Thursday, April 5, 2018

Life is Pain

Due to a chronic health condition, I've been thinking a lot about pain lately. Particularly, about how to deal with pain, about what persistent pain does to the body and the mind, about how it colonizes your thoughts and has you continually looking over your shoulder awaiting its onset or return. The First Noble Truth of the Buddha states (in the Pali language) sarvam dukkham - "All is pain." Some have translated this to mean, "Life is suffering," but I prefer the more literal translation that "all is pain." As a non sequitur, I was really surprised to see this line appear in the movie The Princess Bride. If you don't believe me, here's the clip:


Anyways, the Buddha argued that pain is the great leveler of human experience: there is no person who will avoid sickness, aging, and death. Seeing firsthand the pervasiveness of such pain, as depicted in the temple mural below, is supposedly what drove Siddhartha Gautama to undertake the spiritual journey that led him to become the Buddha.

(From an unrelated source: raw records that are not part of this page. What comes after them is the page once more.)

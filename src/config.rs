//! Configuration management for claimdesk
//!
//! This module handles loading, parsing, and validation of configuration files.

use crate::constants::{
    API_URL_ENV, APP_NAME, CONFIG_FILE_NAME, CONFIG_GENERATED, DEFAULT_API_URL, DEFAULT_NOTIFICATION_SECS,
    DEFAULT_PAGE_SIZE, DEFAULT_TIMEOUT_SECS, MAX_PAGE_SIZE, MAX_TIMEOUT_SECS,
};
use crate::routes::Route;
use crate::utils::datetime;
use anyhow::{Context, Result};
use serde::{Deserialize, Serialize};
use std::path::{Path, PathBuf};
use std::time::Duration;

/// Main configuration structure
#[derive(Debug, Clone, Serialize, Deserialize, Default, PartialEq)]
#[serde(default)]
pub struct Config {
    pub api: ApiConfig,
    pub ui: UiConfig,
    pub display: DisplayConfig,
    pub logging: LoggingConfig,
}

/// REST backend configuration
#[derive(Debug, Clone, Serialize, Deserialize, PartialEq)]
#[serde(default)]
pub struct ApiConfig {
    /// Base URL of the claims API, e.g. "http://localhost:5000/api"
    pub base_url: String,
    /// Request timeout in seconds
    pub timeout_secs: u64,
}

/// UI configuration
#[derive(Debug, Clone, Serialize, Deserialize, PartialEq)]
#[serde(default)]
pub struct UiConfig {
    /// Route to open on startup, e.g. "/", "/claims" or "/analytics"
    pub start_route: String,
    /// Claims per page
    pub page_size: u32,
    /// Enable mouse support
    pub mouse_enabled: bool,
    /// Seconds a status-bar notification stays visible
    pub notification_secs: u64,
}

/// Display configuration
#[derive(Debug, Clone, Serialize, Deserialize, PartialEq)]
#[serde(default)]
pub struct DisplayConfig {
    /// chrono format for dates
    pub date_format: String,
    /// chrono format for timestamps
    pub datetime_format: String,
    pub currency_symbol: String,
}

/// Logging configuration
#[derive(Debug, Clone, Serialize, Deserialize, PartialEq)]
#[serde(default)]
pub struct LoggingConfig {
    /// Also write log records to a file in the data directory
    pub enabled: bool,
    /// One of "error", "warn", "info", "debug", "trace"
    pub level: String,
}

impl Default for ApiConfig {
    fn default() -> Self {
        Self {
            base_url: DEFAULT_API_URL.to_string(),
            timeout_secs: DEFAULT_TIMEOUT_SECS,
        }
    }
}

impl Default for UiConfig {
    fn default() -> Self {
        Self {
            start_route: "/".to_string(),
            page_size: DEFAULT_PAGE_SIZE,
            mouse_enabled: false,
            notification_secs: DEFAULT_NOTIFICATION_SECS,
        }
    }
}

impl Default for DisplayConfig {
    fn default() -> Self {
        Self {
            date_format: datetime::DATE_FORMAT.to_string(),
            datetime_format: "%Y-%m-%d %H:%M".to_string(),
            currency_symbol: "$".to_string(),
        }
    }
}

impl Default for LoggingConfig {
    fn default() -> Self {
        Self {
            enabled: false,
            level: "info".to_string(),
        }
    }
}

impl ApiConfig {
    pub fn timeout(&self) -> Duration {
        Duration::from_secs(self.timeout_secs)
    }
}

impl UiConfig {
    pub fn notification_duration(&self) -> Duration {
        Duration::from_secs(self.notification_secs)
    }
}

impl LoggingConfig {
    pub fn level_filter(&self) -> Result<log::LevelFilter> {
        self.level
            .parse::<log::LevelFilter>()
            .with_context(|| format!("Invalid logging level '{}'", self.level))
    }
}

impl Config {
    /// Load configuration from file or return defaults
    pub fn load(explicit: Option<&Path>) -> Result<Self> {
        let mut config = match explicit {
            Some(path) => Self::load_from_file(path)?,
            None => match Self::find_config_file() {
                Some(path) => Self::load_from_file(&path)?,
                None => Self::default(),
            },
        };

        if let Ok(url) = std::env::var(API_URL_ENV) {
            if !url.trim().is_empty() {
                config.api.base_url = url.trim().to_string();
                config.validate()?;
            }
        }

        Ok(config)
    }

    /// Load configuration from a specific file
    pub fn load_from_file<P: AsRef<Path>>(path: P) -> Result<Self> {
        let content = std::fs::read_to_string(&path)
            .with_context(|| format!("Failed to read config file: {}", path.as_ref().display()))?;

        let config: Config = toml::from_str(&content)
            .with_context(|| format!("Failed to parse config file: {}", path.as_ref().display()))?;

        config.validate()?;
        Ok(config)
    }

    /// Find configuration file in order of precedence
    fn find_config_file() -> Option<PathBuf> {
        // 1. Check current directory
        let current_dir_config = PathBuf::from(CONFIG_FILE_NAME);
        if current_dir_config.exists() {
            return Some(current_dir_config);
        }

        // 2. Check XDG config directory
        let xdg_config = Self::get_default_config_path().ok()?;
        xdg_config.exists().then_some(xdg_config)
    }

    /// Validate configuration values
    pub fn validate(&self) -> Result<()> {
        let base_url = self.api.base_url.trim();
        if base_url.is_empty() {
            anyhow::bail!("api.base_url cannot be empty");
        }
        if !(base_url.starts_with("http://") || base_url.starts_with("https://")) {
            anyhow::bail!("api.base_url must start with http:// or https://, got '{}'", base_url);
        }

        if self.api.timeout_secs == 0 || self.api.timeout_secs > MAX_TIMEOUT_SECS {
            anyhow::bail!(
                "api.timeout_secs must be between 1 and {}, got {}",
                MAX_TIMEOUT_SECS,
                self.api.timeout_secs
            );
        }

        if self.ui.page_size == 0 || self.ui.page_size > MAX_PAGE_SIZE {
            anyhow::bail!(
                "ui.page_size must be between 1 and {}, got {}",
                MAX_PAGE_SIZE,
                self.ui.page_size
            );
        }

        if let Route::NotFound(path) = Route::parse(&self.ui.start_route) {
            anyhow::bail!("ui.start_route '{}' is not a known route", path);
        }

        // Validate date/time formats
        if !formats_cleanly(&self.display.date_format) {
            anyhow::bail!("Invalid date_format '{}'", self.display.date_format);
        }
        if !formats_cleanly(&self.display.datetime_format) {
            anyhow::bail!("Invalid datetime_format '{}'", self.display.datetime_format);
        }

        self.logging.level_filter()?;

        Ok(())
    }

    /// Generate default configuration file
    pub fn generate_default_config<P: AsRef<Path>>(path: P) -> Result<()> {
        let config = Self::default();
        let toml_content = toml::to_string_pretty(&config).context("Failed to serialize default config")?;

        let header = format!(
            "# claimdesk configuration file\n# Generated on {}\n# {} overrides api.base_url\n\n",
            datetime::format_today(),
            API_URL_ENV
        );

        let full_content = header + &toml_content;

        // Ensure the parent directory exists
        if let Some(parent) = path.as_ref().parent() {
            std::fs::create_dir_all(parent)
                .with_context(|| format!("Failed to create config directory: {}", parent.display()))?;
        }

        std::fs::write(&path, full_content)
            .with_context(|| format!("Failed to write config file: {}", path.as_ref().display()))?;

        println!("{}: {}", CONFIG_GENERATED, path.as_ref().display());
        Ok(())
    }

    /// Get the XDG config directory path
    pub fn get_xdg_config_dir() -> Result<PathBuf> {
        dirs::config_dir()
            .ok_or_else(|| anyhow::anyhow!("Could not determine config directory"))
            .map(|dir| dir.join(APP_NAME))
    }

    /// Get the default config file path
    pub fn get_default_config_path() -> Result<PathBuf> {
        Ok(Self::get_xdg_config_dir()?.join("config.toml"))
    }
}

/// chrono reports bad specifiers only when formatting, as `fmt::Error`.
fn formats_cleanly(format: &str) -> bool {
    use std::fmt::Write;

    let sample = chrono::NaiveDate::from_ymd_opt(2025, 1, 31).and_then(|d| d.and_hms_opt(13, 45, 0));
    match sample {
        Some(dt) => {
            let mut out = String::new();
            write!(out, "{}", dt.format(format)).is_ok()
        }
        None => false,
    }
}
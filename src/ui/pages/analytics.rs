use crossterm::event::KeyEvent;
use ratatui::{
    layout::{Constraint, Direction, Layout, Rect},
    style::{Color, Modifier, Style},
    text::Line,
    widgets::{BarChart, Gauge, Paragraph},
    Frame,
};

use super::{money, page_block, render_load_state};
use crate::analytics::{self, DashboardStats, MONTHLY_VOLUME};
use crate::backend::Page;
use crate::config::DisplayConfig;
use crate::models::Claim;
use crate::ui::core::{Action, Component, LoadState};

/// Charts over the loaded claims next to the fixed yearly sample series.
pub struct AnalyticsPage {
    pub state: LoadState<DashboardStats>,
    display: DisplayConfig,
}

impl AnalyticsPage {
    pub fn new(display: DisplayConfig) -> Self {
        Self {
            state: LoadState::Loading,
            display,
        }
    }

    pub fn on_loaded(&mut self, page: Page<Claim>) {
        self.state = LoadState::Loaded(DashboardStats::from_claims(&page.data));
    }
}

fn bar_chart<'a>(title: &'a str, data: &'a [(&'a str, u64)], color: Color, bar_width: u16) -> BarChart<'a> {
    BarChart::default()
        .block(page_block(title))
        .data(data)
        .bar_width(bar_width)
        .bar_gap(1)
        .bar_style(Style::default().fg(color))
        .value_style(Style::default().fg(Color::Black).bg(color).add_modifier(Modifier::BOLD))
}

impl Component for AnalyticsPage {
    fn handle_key_events(&mut self, _key: KeyEvent) -> Action {
        Action::None
    }

    fn render(&mut self, f: &mut Frame, rect: Rect) {
        let Some(stats) = render_load_state(f, rect, "Analytics", &self.state, "") else {
            return;
        };

        let rows = Layout::default()
            .direction(Direction::Vertical)
            .constraints([Constraint::Percentage(50), Constraint::Percentage(50)])
            .split(rect);
        let top = Layout::default()
            .direction(Direction::Horizontal)
            .constraints([Constraint::Percentage(60), Constraint::Percentage(40)])
            .split(rows[0]);
        let bottom = Layout::default()
            .direction(Direction::Horizontal)
            .constraints([Constraint::Percentage(60), Constraint::Percentage(40)])
            .split(rows[1]);

        let monthly = analytics::monthly_bars();
        f.render_widget(bar_chart("Claims per month (sample year)", &monthly, Color::Cyan, 4), top[0]);

        let by_type = analytics::policy_type_bars();
        f.render_widget(bar_chart("Claims by policy type", &by_type, Color::Magenta, 7), top[1]);

        let by_status = stats.status_bars();
        f.render_widget(
            bar_chart("Loaded claims by status", &by_status, Color::Yellow, 9),
            bottom[0],
        );

        let side = Layout::default()
            .direction(Direction::Vertical)
            .constraints([Constraint::Length(3), Constraint::Length(3), Constraint::Min(0)])
            .split(bottom[1]);

        let approval = analytics::sample_approval_rate();
        f.render_widget(
            Gauge::default()
                .block(page_block("Approval rate (sample)"))
                .gauge_style(Style::default().fg(Color::Green))
                .percent(approval.min(100)),
            side[0],
        );
        f.render_widget(
            Gauge::default()
                .block(page_block("Fully documented"))
                .gauge_style(Style::default().fg(Color::Blue))
                .percent(stats.documentation_rate().min(100)),
            side[1],
        );

        let payout: f64 = MONTHLY_VOLUME.iter().map(|m| m.payout).sum();
        let lines = vec![
            Line::from(format!("Loaded claims: {}", stats.total_claims)),
            Line::from(format!("Total claimed: {}", money(&self.display, stats.total_amount))),
            Line::from(format!("Average claim: {}", money(&self.display, stats.average_amount))),
            Line::from(format!("Sample payout: {}", money(&self.display, payout))),
        ];
        f.render_widget(Paragraph::new(lines).block(page_block("Totals")), side[2]);
    }
}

Of course, there are those who endure far more than others, who are wracked with constant pain and disability throughout life, to the point where they are veritably imprisoned in a damaged cage of a body. What would it be like to be trapped in a physical form consisting of unremitting pain or, alternatively, one that is robbed of sensation, that has lost the ability to respond to one's commands? Not long ago, we lost Stephen Hawking, who endured the ravages of Lou Gehrig's Disease to produce brilliant insights into the workings of the universe. A few years back, I watched the film version of his life, The Theory of Everything. In the heartbreaking scene below, he fantasizes about performing the simplest action -- picking up a pen -- that is beyond his broken body, yet in the midst of that thought, delivers


Is that the key to living with pain - "However bad life may seem, there is always something you can do and succeed at." Certainly there are many examples of those who've overcome pain or disability to achieve great things. Think of Helen Keller, Ray Charles, Stevie Wonder, or someone like Christopher Reeve, who brought prominence and dignity to the issue of spinal paralysis. In the following clip from several years ago, he connects with a fan who has also suffered paralysis.


Years ago, while teaching a course on science and the human condition, we read an article about Brooke Hopkins, a retired English professor from the University of Utah who broke his neck while mountain biking. Discussing the daily mechanical interventions needed to prolong his life and reading the descriptions of the constant physical torment he endures, I could not escape the recurrent, shameful thought, "thank goodness I'm not him."

But as Reeve points out in the clip, that is false comfort. As the Buddha saw, life is pain. Infirmity, illness, and death are the great predators that inevitably catch us all. We are all one freak accident or unexpected illness away from a changed life.

So, what's to be done? I am not sure, but my mind goes back to something I saw about two months ago. My wife and I stayed at a Bed and Breakfast in Valparaiso where you could birdwatch through beautiful picture windows and listen to the bird songs via microphones. There was a little bird we saw with a deformed, diseased eye. It could not fly as high or as fast as the other birds. Surely it would be preyed upon or dead by the next day, we thought. The next morning, though, it was back. And both days, it sang. Singing is an instinctive, territorial response in most birds, so this was not an expression of happiness or pleasure, as many people sometimes take it. But, despite its pain and disability, the bird kept on doing what it was driven to do. Could I be that strong? Hawking and Reeve and others have been able to push on and do remarkable things despite the traumas they suffered. They, as perhaps we all should aspire to, "sang" in their own ways and in the face of a life that is pain.